§ **How to complete this task**
The records should be copied out again with no alteration.
--- Exercise inputs Enclosed Below ---
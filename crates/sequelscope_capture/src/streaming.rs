//! Streaming capture: tails the binary replication log.

use crate::strategy::CaptureStrategy;
use async_trait::async_trait;
use chrono::{DateTime, Utc};
use sequelscope_core::{BinlogPosition, CaptureCursor, RawCaptureEvent, WatchError, WatchResult};
use tracing::{debug, info, trace};

/// A decoded binlog event, reduced to the shapes capture cares about.
#[derive(Debug, Clone, PartialEq)]
pub enum BinlogRecord {
    /// A rows event (write, update or delete).
    Rows {
        /// Database name from the table map.
        database: String,
        /// Table name from the table map.
        table: String,
        /// Number of affected rows.
        rows: usize,
        /// Event timestamp.
        timestamp: DateTime<Utc>,
        /// Position after the event.
        position: BinlogPosition,
    },
    /// A statement event.
    Statement {
        /// Default database of the statement.
        database: String,
        /// Statement text.
        query: String,
        /// Event timestamp.
        timestamp: DateTime<Utc>,
        /// Position after the event.
        position: BinlogPosition,
    },
    /// The server switched to a new log file.
    Rotate(BinlogPosition),
    /// Any other event shape.
    Other(BinlogPosition),
}

/// An open replication stream.
#[async_trait]
pub trait BinlogSource: Send {
    /// Blocks until the next event arrives.
    ///
    /// Returns `Ok(None)` once the stream has ended. A retryable error leaves
    /// the stream usable; any other error means it must be reopened.
    async fn next_record(&mut self) -> WatchResult<Option<BinlogRecord>>;
}

/// Opens replication streams.
#[async_trait]
pub trait BinlogConnector: Send + Sync {
    /// Authenticates, registers as a replica and starts streaming at `from`.
    async fn connect(&self, from: &BinlogPosition) -> WatchResult<Box<dyn BinlogSource>>;
}

/// Connection state of a [`StreamingCapture`].
#[derive(Debug, Clone, Copy, PartialEq, Eq)]
pub enum StreamState {
    /// No stream has been opened yet.
    Idle,
    /// A stream is open but no event has been read from it.
    Connected,
    /// Events are being read.
    Streaming,
    /// The stream failed or ended and will be reopened from the cursor.
    Disconnected,
}

/// Capture strategy over a binlog replication stream.
pub struct StreamingCapture<C: BinlogConnector> {
    connector: C,
    source: Option<Box<dyn BinlogSource>>,
    cursor: CaptureCursor,
    position: BinlogPosition,
    state: StreamState,
}

impl<C: BinlogConnector> StreamingCapture<C> {
    /// Creates a streaming capture starting at `start`.
    pub fn new(connector: C, start: BinlogPosition) -> Self {
        Self {
            connector,
            source: None,
            cursor: CaptureCursor::Binlog(start.clone()),
            position: start,
            state: StreamState::Idle,
        }
    }

    /// Returns the connection state.
    pub fn state(&self) -> StreamState {
        self.state
    }

    fn advance(&mut self, position: BinlogPosition) {
        // Artificial events (e.g. the initial rotate) may carry position 0.
        if position.position == 0 && position.file == self.position.file {
            return;
        }
        self.cursor = CaptureCursor::Binlog(position.clone());
        self.position = position;
    }

    async fn open(&mut self) -> WatchResult<()> {
        let source = self.connector.connect(&self.position).await.map_err(|e| {
            self.state = StreamState::Disconnected;
            e
        })?;
        info!(position = %self.position, "Binlog stream connected");
        self.source = Some(source);
        self.state = StreamState::Connected;
        Ok(())
    }

    fn disconnect(&mut self) {
        self.source = None;
        self.state = StreamState::Disconnected;
    }
}

#[async_trait]
impl<C: BinlogConnector> CaptureStrategy for StreamingCapture<C> {
    fn name(&self) -> &'static str {
        "binlog"
    }

    fn cursor(&self) -> &CaptureCursor {
        &self.cursor
    }

    async fn next_batch(&mut self) -> WatchResult<Vec<RawCaptureEvent>> {
        loop {
            if self.source.is_none() {
                self.open().await?;
            }

            let next = match self.source.as_mut() {
                Some(source) => source.next_record().await,
                None => continue,
            };

            let record = match next {
                Ok(Some(record)) => record,
                Ok(None) => {
                    self.disconnect();
                    return Err(WatchError::capture_fatal(format!(
                        "binlog stream ended at {}",
                        self.position
                    )));
                }
                Err(e) => {
                    if !e.is_retryable() {
                        self.disconnect();
                    }
                    return Err(e);
                }
            };
            self.state = StreamState::Streaming;

            match record {
                BinlogRecord::Rows {
                    database,
                    table,
                    rows,
                    timestamp,
                    position,
                } => {
                    self.advance(position);
                    return Ok(vec![RawCaptureEvent::RowMutation {
                        database,
                        table,
                        rows,
                        timestamp,
                        position: self.cursor.clone(),
                    }]);
                }
                BinlogRecord::Statement {
                    database,
                    query,
                    timestamp,
                    position,
                } => {
                    self.advance(position);
                    return Ok(vec![RawCaptureEvent::StatementExecuted {
                        database,
                        query,
                        timestamp,
                        position: self.cursor.clone(),
                    }]);
                }
                BinlogRecord::Rotate(position) => {
                    debug!(position = %position, "Binlog rotated");
                    self.cursor = CaptureCursor::Binlog(position.clone());
                    self.position = position;
                }
                BinlogRecord::Other(position) => {
                    trace!(position = %position, "Ignoring binlog event");
                    self.advance(position);
                }
            }
        }
    }
}

impl<C: BinlogConnector> Drop for StreamingCapture<C> {
    fn drop(&mut self) {
        if self.source.is_some() {
            debug!(position = %self.position, "Closing binlog stream");
        }
    }
}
--- End of Enclosed Exercise inputs ---
§ **Response to the exercise**
filename crates/sequelscope_capture/src/streaming.rs
//! Streaming capture: tails the binary replication log.

use crate::strategy::CaptureStrategy;
use async_trait::async_trait;
use chrono::{DateTime, Utc};
use sequelscope_core::{BinlogPosition, CaptureCursor, RawCaptureEvent, WatchError, WatchResult};
use tracing::{debug, info, trace};

/// A decoded binlog event, reduced to the shapes capture cares about.
#[derive(Debug, Clone, PartialEq)]
pub enum BinlogRecord {
    /// A rows event (write, update or delete).
    Rows {
        /// Database name from the table map.
        database: String,
        /// Table name from the table map.
        table: String,
        /// Number of affected rows.
        rows: usize,
        /// Event timestamp.
        timestamp: DateTime<Utc>,
        /// Position after the event.
        position: BinlogPosition,
    },
    /// A statement event.
    Statement {
        /// Default database of the statement.
        database: String,
        /// Statement text.
        query: String,
        /// Event timestamp.
        timestamp: DateTime<Utc>,
        /// Position after the event.
        position: BinlogPosition,
    },
    /// The server switched to a new log file.
    Rotate(BinlogPosition),
    /// Any other event shape.
    Other(BinlogPosition),
}

/// An open replication stream.
#[async_trait]
pub trait BinlogSource: Send {
    /// Blocks until the next event arrives.
    ///
    /// Returns `Ok(None)` once the stream has ended. A retryable error leaves
    /// the stream usable; any other error means it must be reopened.
    async fn next_record(&mut self) -> WatchResult<Option<BinlogRecord>>;
}

/// Opens replication streams.
#[async_trait]
pub trait BinlogConnector: Send + Sync {
    /// Authenticates, registers as a replica and starts streaming at `from`.
    async fn connect(&self, from: &BinlogPosition) -> WatchResult<Box<dyn BinlogSource>>;
}

/// Connection state of a [`StreamingCapture`].
#[derive(Debug, Clone, Copy, PartialEq, Eq)]
pub enum StreamState {
    /// No stream has been opened yet.
    Idle,
    /// A stream is open but no event has been read from it.
    Connected,
    /// Events are being read.
    Streaming,
    /// The stream failed or ended and will be reopened from the cursor.
    Disconnected,
}

/// Capture strategy over a binlog replication stream.
pub struct StreamingCapture<C: BinlogConnector> {
    connector: C,
    source: Option<Box<dyn BinlogSource>>,
    cursor: CaptureCursor,
    position: BinlogPosition,
    state: StreamState,
}

impl<C: BinlogConnector> StreamingCapture<C> {
    /// Creates a streaming capture starting at `start`.
    pub fn new(connector: C, start: BinlogPosition) -> Self {
        Self {
            connector,
            source: None,
            cursor: CaptureCursor::Binlog(start.clone()),
            position: start,
            state: StreamState::Idle,
        }
    }

    /// Returns the connection state.
    pub fn state(&self) -> StreamState {
        self.state
    }

    fn advance(&mut self, position: BinlogPosition) {
        // Artificial events (e.g. the initial rotate) may carry position 0.
        if position.position == 0 && position.file == self.position.file {
            return;
        }
        self.cursor = CaptureCursor::Binlog(position.clone());
        self.position = position;
    }

    async fn open(&mut self) -> WatchResult<()> {
        let source = self.connector.connect(&self.position).await.map_err(|e| {
            self.state = StreamState::Disconnected;
            e
        })?;
        info!(position = %self.position, "Binlog stream connected");
        self.source = Some(source);
        self.state = StreamState::Connected;
        Ok(())
    }

    fn disconnect(&mut self) {
        self.source = None;
        self.state = StreamState::Disconnected;
    }
}

#[async_trait]
impl<C: BinlogConnector> CaptureStrategy for StreamingCapture<C> {
    fn name(&self) -> &'static str {
        "binlog"
    }

    fn cursor(&self) -> &CaptureCursor {
        &self.cursor
    }

    async fn next_batch(&mut self) -> WatchResult<Vec<RawCaptureEvent>> {
        loop {
            if self.source.is_none() {
                self.open().await?;
            }

            let next = match self.source.as_mut() {
                Some(source) => source.next_record().await,
                None => continue,
            };

            let record = match next {
                Ok(Some(record)) => record,
                Ok(None) => {
                    self.disconnect();
                    return Err(WatchError::capture_fatal(format!(
                        "binlog stream ended at {}",
                        self.position
                    )));
                }
                Err(e) => {
                    if !e.is_retryable() {
                        self.disconnect();
                    }
                    return Err(e);
                }
            };
            self.state = StreamState::Streaming;

            match record {
                BinlogRecord::Rows {
                    database,
                    table,
                    rows,
                    timestamp,
                    position,
                } => {
                    self.advance(position);
                    return Ok(vec![RawCaptureEvent::RowMutation {
                        database,
                        table,
                        rows,
                        timestamp,
                        position: self.cursor.clone(),
                    }]);
                }
                BinlogRecord::Statement {
                    database,
                    query,
                    timestamp,
                    position,
                } => {
                    self.advance(position);
                    return Ok(vec![RawCaptureEvent::StatementExecuted {
                        database,
                        query,
                        timestamp,
                        position: self.cursor.clone(),
                    }]);
                }
                BinlogRecord::Rotate(position) => {
                    debug!(position = %position, "Binlog rotated");
                    self.cursor = CaptureCursor::Binlog(position.clone());
                    self.position = position;
                }
                BinlogRecord::Other(position) => {
                    trace!(position = %position, "Ignoring binlog event");
                    self.advance(position);
                }
            }
        }
    }
}

impl<C: BinlogConnector> Drop for StreamingCapture<C> {
    fn drop(&mut self) {
        if self.source.is_some() {
            debug!(position = %self.position, "Closing binlog stream");
        }
    }
}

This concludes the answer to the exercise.